An ideal AI project will have clear and compelling answers to each of these questions:


  • WHO will this project benefit?
  • HOW will it specifically improve experience or outcomes, and HOW can this be measured?
  • WHY is using AI for this purpose better than existing processes?
  • WHAT is the upside if it succeeds, and WHAT are the consequences if it fails?
  • WHERE will the data come from, and does it already exist?
  • WHEN should an initial working prototype and, subsequently, a final solution in production be delivered?


This white paper will go through each of these considerations in detail and provide examples, strategies, and follow-up questions to help guide the selection of AI use cases that will ultimately bring business value.


Extract: WHEN Does an Initial Working Prototype Need to Be Completed?

Finally: the all-important timeline. Like a do-it-yourself home construction project, it can be easy for an AI application build to stretch on and on; there always seems to be a bit more fine tuning to be done, another small feature to be added. 

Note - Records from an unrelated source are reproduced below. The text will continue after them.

//! The spritesheet document: the JSON artifact renderers consume to
//! look frames back up inside the atlas.
//!
//! `emit_document` is a pure function over the packed frame list. It
//! reverses the padding the preprocessor applied, so emitted rects
//! describe the trimmed artwork, not the padded working rectangle.

use std::collections::BTreeMap;

use lazy_static::lazy_static;
use regex::Regex;
use serde::{Deserialize, Serialize};

use crate::frame::FrameDescriptor;

lazy_static! {
    /// Frames named `<base>_<digits>` belong to the `<base>` animation.
    static ref ANIMATION_FRAME: Regex = Regex::new(r"^(.*)_\d+$").unwrap();
}

#[derive(Debug, Clone, PartialEq, Serialize, Deserialize)]
pub struct SpriteSheetDocument {
    pub meta: SheetMeta,
    pub frames: BTreeMap<String, SpriteFrame>,
    pub animations: BTreeMap<String, Vec<String>>,
}

#[derive(Debug, Clone, PartialEq, Serialize, Deserialize)]
pub struct SheetMeta {
    pub image: String,
    pub size: SheetSize,
    pub scale: String,
}

#[derive(Debug, Clone, Copy, PartialEq, Serialize, Deserialize)]
pub struct SheetSize {
    pub w: u32,
    pub h: u32,
}

#[derive(Debug, Clone, Copy, PartialEq, Serialize, Deserialize)]
pub struct SpriteFrame {
    pub frame: FrameRect,
    pub rotated: bool,
    pub trimmed: bool,

    #[serde(rename = "spriteSourceSize")]
    pub sprite_source_size: FrameRect,

    #[serde(rename = "sourceSize")]
    pub source_size: SheetSize,
}

#[derive(Debug, Clone, Copy, PartialEq, Serialize, Deserialize)]
pub struct FrameRect {
    pub x: u32,
    pub y: u32,
    pub w: u32,
    pub h: u32,
}

/// Derives the document from packed frames.
///
/// Frames are visited in ascending `index` order; animation member
/// lists follow that processing order, not the numeric order of the
/// name suffixes. Sources supplied out of numeric order therefore emit
/// members out of numeric order, matching the behavior renderers
/// already depend on.
pub fn emit_document(
    frames: &[FrameDescriptor],
    canvas_size: (u32, u32),
    image_file_name: &str,
    padding: u32,
) -> SpriteSheetDocument {
    let mut order: Vec<&FrameDescriptor> = frames.iter().collect();
    order.sort_by_key(|frame| frame.index);

    let mut sheet_frames = BTreeMap::new();
    let mut animations: BTreeMap<String, Vec<String>> = BTreeMap::new();

    for frame in order {
        // Undo the padding applied during preprocessing: the emitted
        // rect is the artwork itself. Dimensions stay logical
        // (unrotated) even for rotated frames.
        let x = frame.position.0 + padding;
        let y = frame.position.1 + padding;
        let w = frame.size.0 - padding * 2;
        let h = frame.size.1 - padding * 2;

        let (sprite_source_size, source_size) = match frame.trim {
            Some(trim) => (
                FrameRect {
                    x: trim.x,
                    y: trim.y,
                    w,
                    h,
                },
                SheetSize {
                    w: trim.width,
                    h: trim.height,
                },
            ),
            None => (FrameRect { x: 0, y: 0, w, h }, SheetSize { w, h }),
        };

        let key = frame.name.output_key();

        sheet_frames.insert(
            key.clone(),
            SpriteFrame {
                frame: FrameRect { x, y, w, h },
                rotated: frame.rotated,
                trimmed: frame.trimmed,
                sprite_source_size,
                source_size,
            },
        );

        if let Some(captures) = ANIMATION_FRAME.captures(frame.name.as_ref()) {
            let base = captures.get(1).unwrap().as_str().to_owned();
            animations.entry(base).or_insert_with(Vec::new).push(key);
        }
    }

    SpriteSheetDocument {
        meta: SheetMeta {
            image: image_file_name.to_owned(),
            size: SheetSize {
                w: canvas_size.0,
                h: canvas_size.1,
            },
            scale: "1".to_owned(),
        },
        frames: sheet_frames,
        animations,
    }
}
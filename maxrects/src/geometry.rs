#[derive(Debug, Clone, Copy, PartialEq, Eq)]
pub(crate) struct Rect {
    pub pos: (u32, u32),
    pub size: (u32, u32),
}

impl Rect {
    pub fn area(&self) -> u32 {
        self.size.0 * self.size.1
    }

    pub fn max(&self) -> (u32, u32) {
        (self.pos.0 + self.size.0, self.pos.1 + self.size.1)
    }

    /// Tells whether an item of the given size fits inside this rect.
    pub fn admits(&self, size: (u32, u32)) -> bool {
        size.0 <= self.size.0 && size.1 <= self.size.1
    }

    /// Tells whether `other` lies entirely inside this rect.
    pub fn contains(&self, other: &Rect) -> bool {
        self.pos.0 <= other.pos.0
            && self.pos.1 <= other.pos.1
            && self.max().0 >= other.max().0
            && self.max().1 >= other.max().1
    }

    pub fn intersects(&self, other: &Rect) -> bool {
        self.pos.0 < other.max().0
            && other.pos.0 < self.max().0
            && self.pos.1 < other.max().1
            && other.pos.1 < self.max().1
    }
}

#[cfg(test)]
mod test {
    use super::*;

    fn rect(pos: (u32, u32), size: (u32, u32)) -> Rect {
        Rect { pos, size }
    }

    #[test]
    fn contains_self_and_inner() {
        let outer = rect((0, 0), (10, 10));
        assert!(outer.contains(&outer));
        assert!(outer.contains(&rect((2, 3), (4, 5))));
        assert!(!outer.contains(&rect((8, 8), (4, 4))));
    }

    #[test]
    fn touching_edges_do_not_intersect() {
        let left = rect((0, 0), (5, 5));
        let right = rect((5, 0), (5, 5));
        assert!(!left.intersects(&right));
        assert!(left.intersects(&rect((4, 4), (5, 5))));
    }
}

But in order to build credibility with internal stakeholders, it’s best practice to have a limited slice of the solution working from end-to-end in a short period of time rather than aiming for a fully baked solution in the first pass. 

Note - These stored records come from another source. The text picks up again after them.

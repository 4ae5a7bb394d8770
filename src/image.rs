//! Simple RGBA8 image container with the raster operations the pipeline
//! needs: PNG decode/encode, blitting, cropping, rotation, and
//! opaque-bounds queries for trim detection.

use std::io::{Read, Write};

use thiserror::Error;

const STRIDE: usize = 4;

#[derive(Debug, Clone, Copy, PartialEq, Eq)]
pub(crate) struct Pixel {
    pub r: u8,
    pub g: u8,
    pub b: u8,
    pub a: u8,
}

impl Pixel {
    pub fn new(r: u8, g: u8, b: u8, a: u8) -> Self {
        Self { r, g, b, a }
    }
}

#[derive(Debug, Clone)]
pub(crate) struct Image {
    size: (u32, u32),
    data: Vec<u8>,
}

impl Image {
    pub fn new_rgba8<D: Into<Vec<u8>>>(size: (u32, u32), data: D) -> Self {
        let data = data.into();

        assert!(data.len() == (size.0 as usize) * (size.1 as usize) * STRIDE);

        Self { size, data }
    }

    pub fn new_empty_rgba8(size: (u32, u32)) -> Self {
        let data = vec![0; (size.0 as usize) * (size.1 as usize) * STRIDE];
        Self::new_rgba8(size, data)
    }

    pub fn decode_png<R: Read>(input: R) -> Result<Self, DecodeError> {
        let decoder = png::Decoder::new(input);

        let (info, mut reader) = decoder.read_info()?;

        if info.bit_depth != png::BitDepth::Eight {
            return Err(DecodeError::UnsupportedBitDepth {
                bit_depth: info.bit_depth,
            });
        }

        let mut data = vec![0; info.buffer_size()];
        reader.next_frame(&mut data)?;

        let size = (info.width, info.height);

        match info.color_type {
            png::ColorType::RGBA => Ok(Self::new_rgba8(size, data)),
            png::ColorType::RGB => {
                // Promote to RGBA with every pixel fully opaque.
                let mut rgba = Vec::with_capacity(data.len() / 3 * 4);
                for rgb in data.chunks_exact(3) {
                    rgba.extend_from_slice(rgb);
                    rgba.push(255);
                }

                Ok(Self::new_rgba8(size, rgba))
            }
            color_type => Err(DecodeError::UnsupportedColorType { color_type }),
        }
    }

    pub fn encode_png<W: Write>(&self, output: W) -> Result<(), png::EncodingError> {
        let mut encoder = png::Encoder::new(output, self.size.0, self.size.1);
        encoder.set_color(png::ColorType::RGBA);
        encoder.set_depth(png::BitDepth::Eight);

        let mut output_writer = encoder.write_header()?;
        output_writer.write_image_data(&self.data)?;

        // On drop, output_writer will write the last chunk of the PNG
        // file.
        Ok(())
    }

    pub fn size(&self) -> (u32, u32) {
        self.size
    }

    /// Copies `other` into this image with its top-left corner at
    /// `pos`. The source must fit entirely inside this image.
    pub fn blit(&mut self, other: &Image, pos: (u32, u32)) {
        assert!(pos.0 + other.size.0 <= self.size.0);
        assert!(pos.1 + other.size.1 <= self.size.1);

        let other_width_bytes = other.size.0 as usize * STRIDE;
        let other_rows = other.data.chunks_exact(other_width_bytes);

        for (other_y, other_row) in other_rows.enumerate() {
            let self_y = pos.1 + other_y as u32;

            let start_px = (pos.0 + self.size.0 * self_y) as usize;

            let start_in_bytes = STRIDE * start_px;
            let end_in_bytes = start_in_bytes + other_row.len();

            let self_row = &mut self.data[start_in_bytes..end_in_bytes];
            self_row.copy_from_slice(other_row);
        }
    }

    pub fn get_pixel(&self, pos: (u32, u32)) -> Pixel {
        assert!(pos.0 < self.size.0);
        assert!(pos.1 < self.size.1);

        let start = STRIDE * (pos.0 + pos.1 * self.size.0) as usize;

        Pixel {
            r: self.data[start],
            g: self.data[start + 1],
            b: self.data[start + 2],
            a: self.data[start + 3],
        }
    }

    pub fn set_pixel(&mut self, pos: (u32, u32), pixel: Pixel) {
        assert!(pos.0 < self.size.0);
        assert!(pos.1 < self.size.1);

        let start = STRIDE * (pos.0 + pos.1 * self.size.0) as usize;

        self.data[start] = pixel.r;
        self.data[start + 1] = pixel.g;
        self.data[start + 2] = pixel.b;
        self.data[start + 3] = pixel.a;
    }

    /// Returns a copy of the given region of this image.
    pub fn crop(&self, pos: (u32, u32), size: (u32, u32)) -> Image {
        assert!(pos.0 + size.0 <= self.size.0);
        assert!(pos.1 + size.1 <= self.size.1);

        let mut data = Vec::with_capacity(size.0 as usize * size.1 as usize * STRIDE);

        for y in pos.1..pos.1 + size.1 {
            let start = STRIDE * (pos.0 + y * self.size.0) as usize;
            let end = start + size.0 as usize * STRIDE;
            data.extend_from_slice(&self.data[start..end]);
        }

        Image::new_rgba8(size, data)
    }

    /// Returns this image rotated 90 degrees clockwise.
    pub fn rotated90(&self) -> Image {
        let (w, h) = self.size;
        let mut rotated = Image::new_empty_rgba8((h, w));

        for y in 0..h {
            for x in 0..w {
                rotated.set_pixel((h - 1 - y, x), self.get_pixel((x, y)));
            }
        }

        rotated
    }

    /// The smallest rectangle `(x, y, w, h)` containing every pixel
    /// with nonzero alpha, or `None` for a fully transparent image.
    pub fn opaque_bounds(&self) -> Option<(u32, u32, u32, u32)> {
        let (w, h) = self.size;

        let mut min = (w, h);
        let mut max = (0, 0);
        let mut any = false;

        for y in 0..h {
            for x in 0..w {
                if self.get_pixel((x, y)).a != 0 {
                    any = true;
                    min.0 = min.0.min(x);
                    min.1 = min.1.min(y);
                    max.0 = max.0.max(x);
                    max.1 = max.1.max(y);
                }
            }
        }

        if any {
            Some((min.0, min.1, max.0 - min.0 + 1, max.1 - min.1 + 1))
        } else {
            None
        }
    }
}

#[derive(Debug, Error)]
pub enum DecodeError {
    #[error("malformed png data: {0}")]
    Decode(#[from] png::DecodingError),

    #[error("unsupported color type {color_type:?}; sources must be 8-bit RGB or RGBA")]
    UnsupportedColorType { color_type: png::ColorType },

    #[error("unsupported bit depth {bit_depth:?}; sources must be 8-bit")]
    UnsupportedBitDepth { bit_depth: png::BitDepth },
}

Real-life example: Take the example of a customer-facing chatbot; the first prototype can either focus on breadth (i.e., it can answer a wide variety of simple inquiries across diverse topics), or depth (it can answer very detailed questions asked in many different ways, but only about a few topics). However, it’s probably not realistic to strive for both of these goals in a first iteration. Once the chatbot preview earns internal user acceptance -- that is, stakeholders confirm that once built out, it will in fact deliver the desired business outcomes--only then is it appropriate to fully flesh out the application.

The Key to Successful AI Projects

Today's most successful organizations have embraced the idea that effectively leveraging data and technology can not only drive competitive advantage, but also improve the experiences of both their employees and customers. But it’s important to be strategic and deliberate when planning an organization's AI strategy.


Following the framework outlined in this white paper will help avoid false starts on AI projects that are ill-defined and create an environment for success.